Lake Meston is a natural lake in the central northern region of Tasmania, Australia in the Walls of Jerusalem National Park, and is the source of the Mersey River.

==Early Inhabitants==
In 1922, brothers Arthur and Percy Youd built a hut at Lake Meston establishing a large hunting territory for fur that covered a wide area to the north, east and south of the lake. Percy became ill and died in 1928, Arthur continued to hunt from Lake Meston for 60 years.
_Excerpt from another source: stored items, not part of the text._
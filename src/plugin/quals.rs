use crate::error::{Error, Result};
use crate::plugin::table::ColumnType;
use std::collections::HashMap;

/// Value of an `=` qual supplied by the host
#[derive(Debug, Clone, PartialEq)]
pub enum QualValue {
    Int(i64),
    String(String),
    Bool(bool),
}

/// Equality quals keyed by column name
pub type KeyColumnQuals = HashMap<String, QualValue>;

impl QualValue {
    /// Parses a raw qual value according to the declared column type.
    pub fn parse(column: &str, column_type: ColumnType, raw: &str) -> Result<Self> {
        match column_type {
            ColumnType::Int => raw.trim().parse::<i64>().map(QualValue::Int).map_err(|_| {
                Error::UnsupportedQuery(format!(
                    "Column '{column}' expects an integer, got '{raw}'"
                ))
            }),
            ColumnType::Bool => match raw.trim() {
                "true" => Ok(QualValue::Bool(true)),
                "false" => Ok(QualValue::Bool(false)),
                _ => Err(Error::UnsupportedQuery(format!(
                    "Column '{column}' expects true or false, got '{raw}'"
                ))),
            },
            ColumnType::String => Ok(QualValue::String(raw.to_string())),
            ColumnType::Timestamp | ColumnType::Json => Err(Error::UnsupportedQuery(format!(
                "Column '{column}' of type {column_type} does not support '=' qualifiers"
            ))),
        }
    }

    pub fn string_value(&self) -> Option<&str> {
        match self {
            QualValue::String(s) => Some(s),
            _ => None,
        }
    }

    pub fn int64_value(&self) -> Option<i64> {
        match self {
            QualValue::Int(i) => Some(*i),
            _ => None,
        }
    }

    pub fn bool_value(&self) -> Option<bool> {
        match self {
            QualValue::Bool(b) => Some(*b),
            _ => None,
        }
    }
}
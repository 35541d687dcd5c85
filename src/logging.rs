use tracing::level_filters::LevelFilter;
use tracing_subscriber::EnvFilter;

/// Installs a stderr subscriber filtered by `RUST_LOG`, defaulting to `warn`.
///
/// Stdout is left to query output. Calling this twice is harmless.
pub fn init() {
    let env_filter = EnvFilter::builder()
        .with_default_directive(LevelFilter::WARN.into())
        .from_env_lossy();

    let _ = tracing_subscriber::fmt()
        .with_env_filter(env_filter)
        .with_writer(std::io::stderr)
        .with_target(false)
        .try_init();
}
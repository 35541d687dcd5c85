//! Translation of `=` quals into upstream issue filters.
//!
//! Only quals with a native GitLab filter appear in [`ISSUE_FILTER_QUALS`].
//! `author` (username) is a key column on `gitlab_issue` but has no entry
//! here; it is enforced by the host after the rows come back.

use crate::gitlab::options::IssueFilters;
use crate::plugin::quals::{KeyColumnQuals, QualValue};
use tracing::debug;

type Applier = fn(&mut IssueFilters, &QualValue);

fn assignee(filters: &mut IssueFilters, qual: &QualValue) {
    filters.assignee_username = qual.string_value().map(str::to_string);
}

fn assignee_id(filters: &mut IssueFilters, qual: &QualValue) {
    filters.assignee_id = qual.int64_value();
}

fn author_id(filters: &mut IssueFilters, qual: &QualValue) {
    filters.author_id = qual.int64_value();
}

fn confidential(filters: &mut IssueFilters, qual: &QualValue) {
    filters.confidential = qual.bool_value();
}

fn search_string(filters: &mut IssueFilters, qual: &QualValue) {
    filters.search = qual.string_value().map(str::to_string);
}

/// Column name and the filter it sets, in evaluation order.
pub const ISSUE_FILTER_QUALS: &[(&str, Applier)] = &[
    ("assignee", assignee),
    ("assignee_id", assignee_id),
    ("author_id", author_id),
    ("confidential", confidential),
    ("search_string", search_string),
];

/// Sets a filter on `filters` for every supplied qual GitLab can filter on.
pub fn apply_issue_quals(filters: &mut IssueFilters, quals: &KeyColumnQuals) {
    for (column, apply) in ISSUE_FILTER_QUALS {
        if let Some(qual) = quals.get(*column) {
            debug!(qual = column, value = ?qual, "translating qual to issue filter");
            apply(filters, qual);
        }
    }
}
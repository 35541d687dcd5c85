use crate::cli;
use crate::config;
use crate::error::Error;
use crate::output;
use crate::plugin::{self, quals::KeyColumnQuals, quals::QualValue, query, table::Table};
use anyhow::Context;
use std::path::{Path, PathBuf};
use std::sync::Arc;
use tracing::debug;

/// Entry point shared by the binary and the acceptance tests.
///
/// `env` supplies environment variables, `connection_dir` overrides the
/// directory holding `connection.json`, and every line written to stdout is
/// also written to `stdout_additional` when given.
pub async fn run<E>(
    args: Vec<String>,
    env: E,
    connection_dir: Option<&Path>,
    mut stdout_additional: Option<&mut dyn std::io::Write>,
) -> anyhow::Result<()>
where
    E: Fn(&str) -> Option<String>,
{
    let plugin = plugin::plugin();

    match cli::parser::parse_args(&args) {
        cli::parser::Command::Tables => {
            output::print_tables(&plugin.tables, &mut stdout_additional)?;
        }
        cli::parser::Command::Describe { table } => {
            let table = plugin.table(&table)?;
            output::print_columns(table, &mut stdout_additional)?;
        }
        cli::parser::Command::Query { table, quals } => {
            let table = plugin.table(&table)?;
            let quals = parse_quals(table, &quals)?;

            let dir = connection_dir
                .map(Path::to_path_buf)
                .unwrap_or_else(|| PathBuf::from(config::CONNECTION_CONFIG_DIR));
            let connection = config::load_connection_config(&dir)
                .with_context(|| format!("Failed to load connection config from {}", dir.display()))?;
            let settings = config::Settings::resolve(&config::config_from_env(&env), &connection)?;
            debug!(?settings, "resolved connection");

            let d = query::QueryData::new(Arc::new(settings), quals);
            let mut rows = Vec::new();
            let result = query::execute(table, &d, |row| {
                rows.push(row);
                Ok(())
            })
            .await;

            // Rows gathered before a failure are still printed.
            output::print_rows(&rows, &mut stdout_additional)?;
            result?;
        }
        cli::parser::Command::Help => {
            output::println(cli::parser::USAGE, &mut stdout_additional)?;
        }
        cli::parser::Command::Unknown(message) => {
            return Err(anyhow::anyhow!("{message}\n{}", cli::parser::USAGE));
        }
    }
    Ok(())
}

fn parse_quals(table: &Table, raw: &[(String, String)]) -> Result<KeyColumnQuals, Error> {
    raw.iter()
        .map(|(name, value)| -> Result<(String, QualValue), Error> {
            let column = table.column(name).ok_or_else(|| {
                Error::UnsupportedQuery(format!(
                    "Table '{}' has no column named '{name}'",
                    table.name
                ))
            })?;
            Ok((name.clone(), QualValue::parse(name, column.column_type, value)?))
        })
        .collect()
}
Arthur was trapped in his hut by snow at one stage. This story was relayed to Dick Read, another bushman who roamed the highlands, and was incorporated into the design of a new hut built by Dick and his friends at Lake Meston.

==Recent use==
The hut is now used by bushwalkers and fishermen.

Rainbow trout were first introduced into these waterways by an airdrop into Lake Meston in the 1950s.